Some platforms, such as those from Novell or Systinet, use the DOC/LIT model of processing even for RPC/ENC, which can degrade performance because of the additional instantiation of objects which are, in some regard, spurious. BEA provides an extra level of abstraction that allows elements within a SOAP request to be mapped to Java methods or arguments that do not necessarily share the same name. This is a definite value-add, making BEA's implementation more flexible, but it does add additional time to the process of marshaling and unmarshaling arguments.

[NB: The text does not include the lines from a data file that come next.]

// ============================================================================
// Release and Delete
// ============================================================================

mod release_and_delete {
    use super::*;

    /// Verify release and delete refuse messages without a reservation.
    #[tokio::test]
    async fn test_reservation_required() {
        let remote = RecordingRemote::new("jobs");
        let queue = build(&remote);
        let message = Message::new("task", &b"x"[..]);

        assert!(matches!(
            queue.release(&message).await,
            Err(QueueError::ReservationRequired { .. })
        ));
        assert!(matches!(
            queue.delete(&message).await,
            Err(QueueError::ReservationRequired { .. })
        ));
        assert!(matches!(
            queue.delete_batched(&message).await,
            Err(QueueError::ReservationRequired { .. })
        ));
        assert_eq!(remote.calls("release") + remote.calls("delete"), 0);
    }

    /// Verify release is retried on server errors.
    #[tokio::test]
    async fn test_release_retried() {
        let remote = RecordingRemote::new("jobs");
        let queue = build(&remote);
        let message = remote.reserved(1).await.remove(0);
        remote.fail_next("release", server_error());
        remote.fail_next("release", server_error());

        queue.release(&message).await.unwrap();

        assert_eq!(remote.calls("release"), 3);
        assert_eq!(remote.inner().reserved_len(), 0);
    }

    /// Verify release honours the message delay.
    #[tokio::test(start_paused = true)]
    async fn test_release_with_delay() {
        let remote = RecordingRemote::new("jobs");
        let queue = build(&remote);
        let message = remote.reserved(1).await.remove(0);

        queue
            .release(&message.with_delay(Duration::from_secs(5)))
            .await
            .unwrap();

        assert!(queue.reserve_n(1, Duration::ZERO).await.unwrap().is_empty());
        tokio::time::advance(Duration::from_secs(6)).await;
        assert_eq!(queue.reserve_n(1, Duration::ZERO).await.unwrap().len(), 1);
    }

    /// Verify an unbounded release delay is capped instead of overflowing.
    #[tokio::test(start_paused = true)]
    async fn test_release_with_unbounded_delay() {
        let remote = RecordingRemote::new("jobs");
        let queue = build(&remote);
        let message = remote.reserved(1).await.remove(0);

        queue
            .release(&message.with_delay(Duration::MAX))
            .await
            .unwrap();

        tokio::time::advance(Duration::from_secs(MAX_DELAY_SECONDS - 1)).await;
        assert!(queue.reserve_n(1, Duration::ZERO).await.unwrap().is_empty());
        tokio::time::advance(Duration::from_secs(2)).await;
        assert_eq!(queue.reserve_n(1, Duration::ZERO).await.unwrap().len(), 1);
    }

    /// Verify deleting an already-gone message succeeds.
    #[tokio::test]
    async fn test_delete_not_found_is_success() {
        let remote = RecordingRemote::new("jobs");
        let queue = build(&remote);
        let message = remote.reserved(1).await.remove(0);

        queue.delete(&message).await.unwrap();
        queue.delete(&message).await.unwrap();

        assert_eq!(remote.calls("delete"), 2);
        assert_eq!(queue.len().await.unwrap(), 0);
    }

    /// Verify permanent delete errors surface after one attempt.
    #[tokio::test]
    async fn test_delete_permanent_error() {
        let remote = RecordingRemote::new("jobs");
        let queue = build(&remote);
        let message = remote.reserved(1).await.remove(0);
        remote.fail_next(
            "delete",
            RemoteError::Status {
                status: 401,
                message: "Unauthorized".to_string(),
            },
        );

        let err = queue.delete(&message).await.unwrap_err();

        assert!(matches!(err, QueueError::Remote(RemoteError::Status { status: 401, .. })));
        assert_eq!(remote.calls("delete"), 1);
    }
}
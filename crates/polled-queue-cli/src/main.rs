use polled_queue_cli::run_cli;
use tracing::error;

#[tokio::main]
async fn main() {
    if let Err(e) = run_cli().await {
        error!("CLI error: {}", e);
        eprintln!("error: {}", e);
        std::process::exit(e.exit_code());
    }
}
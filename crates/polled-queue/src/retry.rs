//! # Retry Policy Module
//!
//! Bounded retry executor for remote calls. An operation is retried only while
//! its error is classified as transient; any other failure is returned at once.

use crate::error::{QueueError, RemoteError};
use serde::{Deserialize, Serialize};
use std::future::Future;
use std::time::Duration;
use tracing::debug;

/// Classification hook for errors handed to [`RetryPolicy::run`]
pub trait Retryable {
    /// `true` if another attempt may succeed
    fn is_retryable(&self) -> bool;
}

impl Retryable for RemoteError {
    fn is_retryable(&self) -> bool {
        self.is_server_error()
    }
}

impl Retryable for QueueError {
    fn is_retryable(&self) -> bool {
        matches!(self, QueueError::Remote(remote) if remote.is_server_error())
    }
}

/// Retry policy configuration
///
/// # Examples
///
/// ```rust
/// use polled_queue::retry::RetryPolicy;
///
/// // Default policy: 3 attempts, no delay between them
/// let policy = RetryPolicy::default();
/// assert_eq!(policy.max_attempts, 3);
/// ```
#[derive(Debug, Clone, PartialEq, Eq, Serialize, Deserialize)]
#[serde(default)]
pub struct RetryPolicy {
    /// Total attempts including the first one
    pub max_attempts: u32,

    /// Pause between attempts in milliseconds
    pub delay_ms: u64,
}

impl Default for RetryPolicy {
    fn default() -> Self {
        Self {
            max_attempts: 3,
            delay_ms: 0,
        }
    }
}

impl RetryPolicy {
    /// Create a new retry policy
    pub fn new(max_attempts: u32, delay: Duration) -> Self {
        Self {
            max_attempts,
            delay_ms: delay.as_millis() as u64,
        }
    }

    /// Pause between attempts
    pub fn delay(&self) -> Duration {
        Duration::from_millis(self.delay_ms)
    }

    /// Run `operation` until it succeeds, fails permanently, or attempts run out
    ///
    /// The last error is returned when every attempt fails. At least one
    /// attempt is always made.
    pub async fn run<T, E, F, Fut>(&self, mut operation: F) -> Result<T, E>
    where
        E: Retryable + std::fmt::Display,
        F: FnMut() -> Fut,
        Fut: Future<Output = Result<T, E>>,
    {
        let attempts = self.max_attempts.max(1);
        let mut attempt = 1;

        loop {
            match operation().await {
                Ok(value) => return Ok(value),
                Err(err) if err.is_retryable() && attempt < attempts => {
                    debug!(attempt = attempt, error = %err, "Transient failure, retrying");
                    attempt += 1;
                    if self.delay_ms > 0 {
                        tokio::time::sleep(self.delay()).await;
                    }
                }
                Err(err) => return Err(err),
            }
        }
    }
}

/// Exponential backoff bounded by a floor and a ceiling
///
/// Attempt `n` (1-based) waits `min * 2^(n-1)`, capped at `max`.
#[derive(Debug, Clone, Copy, PartialEq, Eq)]
pub struct Backoff {
    pub min: Duration,
    pub max: Duration,
}

impl Backoff {
    pub fn new(min: Duration, max: Duration) -> Self {
        Self { min, max }
    }

    /// Delay before retrying after `attempt` failures
    pub fn delay(&self, attempt: u32) -> Duration {
        if attempt == 0 {
            return Duration::ZERO;
        }
        let shift = (attempt - 1).min(31);
        let delay = self.min.saturating_mul(1u32 << shift);
        delay.min(self.max.max(self.min))
    }
}

#[cfg(test)]
#[path = "retry_tests.rs"]
mod tests;
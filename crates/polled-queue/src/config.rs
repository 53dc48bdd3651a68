//! Adapter configuration.

use crate::consumer::ConsumerConfig;
use crate::error::ValidationError;
use crate::pipeline::delete::BatchConfig;
use crate::pipeline::PipelineConfig;
use crate::remote::MAX_DELETE_BATCH;
use crate::retry::RetryPolicy;
use serde::{Deserialize, Serialize};
use std::time::Duration;

#[cfg(test)]
#[path = "config_tests.rs"]
mod tests;

/// Options for one [`PolledQueue`](crate::queue::PolledQueue)
#[derive(Debug, Clone, PartialEq, Eq, Serialize, Deserialize)]
#[serde(default)]
pub struct QueueOptions {
    /// Visibility timeout applied to each reservation
    pub reservation_timeout_seconds: u64,

    /// Retry bound for release, delete and batch delete calls
    pub retry: RetryPolicy,

    pub add: PipelineConfig,

    pub delete: PipelineConfig,

    pub batch: BatchConfig,

    pub consumer: ConsumerConfig,

    /// How long dedup keys are remembered by the default store
    pub dedup_ttl_seconds: u64,
}

impl Default for QueueOptions {
    fn default() -> Self {
        Self {
            reservation_timeout_seconds: 300,
            retry: RetryPolicy::default(),
            add: PipelineConfig::default(),
            delete: PipelineConfig::default(),
            batch: BatchConfig::default(),
            consumer: ConsumerConfig::default(),
            dedup_ttl_seconds: 24 * 60 * 60,
        }
    }
}

impl QueueOptions {
    pub fn reservation_timeout(&self) -> Duration {
        Duration::from_secs(self.reservation_timeout_seconds)
    }

    pub fn dedup_ttl(&self) -> Duration {
        Duration::from_secs(self.dedup_ttl_seconds)
    }

    /// Check value ranges
    pub fn validate(&self) -> Result<(), ValidationError> {
        if self.batch.max_batch_size < 2 || self.batch.max_batch_size > MAX_DELETE_BATCH {
            return Err(ValidationError::OutOfRange {
                field: "batch.max_batch_size".to_string(),
                message: format!("must be between 2 and {}", MAX_DELETE_BATCH),
            });
        }

        for (field, pipeline) in [("add", &self.add), ("delete", &self.delete)] {
            if pipeline.buffer_size == 0 {
                return Err(ValidationError::OutOfRange {
                    field: format!("{}.buffer_size", field),
                    message: "must be greater than zero".to_string(),
                });
            }
            if pipeline.retry_limit == 0 {
                return Err(ValidationError::OutOfRange {
                    field: format!("{}.retry_limit", field),
                    message: "must be greater than zero".to_string(),
                });
            }
            if pipeline.min_backoff_ms > pipeline.max_backoff_ms {
                return Err(ValidationError::OutOfRange {
                    field: format!("{}.min_backoff_ms", field),
                    message: "must not exceed max_backoff_ms".to_string(),
                });
            }
        }

        if self.add.concurrency == 0 {
            return Err(ValidationError::OutOfRange {
                field: "add.concurrency".to_string(),
                message: "must be greater than zero".to_string(),
            });
        }

        if self.retry.max_attempts == 0 {
            return Err(ValidationError::OutOfRange {
                field: "retry.max_attempts".to_string(),
                message: "must be greater than zero".to_string(),
            });
        }

        self.consumer.validate()
    }
}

Because Web services are in their infancy, it is not expected that the implementation of a Web service will result in it being inundated with thousands of messages per second. If that happens, we suggest taking advantage of clustering and load balancing, either via the products where available or through an external solution. Because of the real-world use of Web services, we were more concerned with the products' ability to maintain consistent performance as the number of concurrent users increased. In other words, we were examining the ability of each product to scale and were less concerned with the raw message throughput capability of the products under test.
For example, we were impressed with both BEA's and Iona's ability to remain consistent under load, even though the number of messages each processed per second appeared to be low as tested under an out-of-the-box configuration. Sun's product showed a high processing capability while maintaining consistency, while the other products decreased in their processing capabilities as the load increased.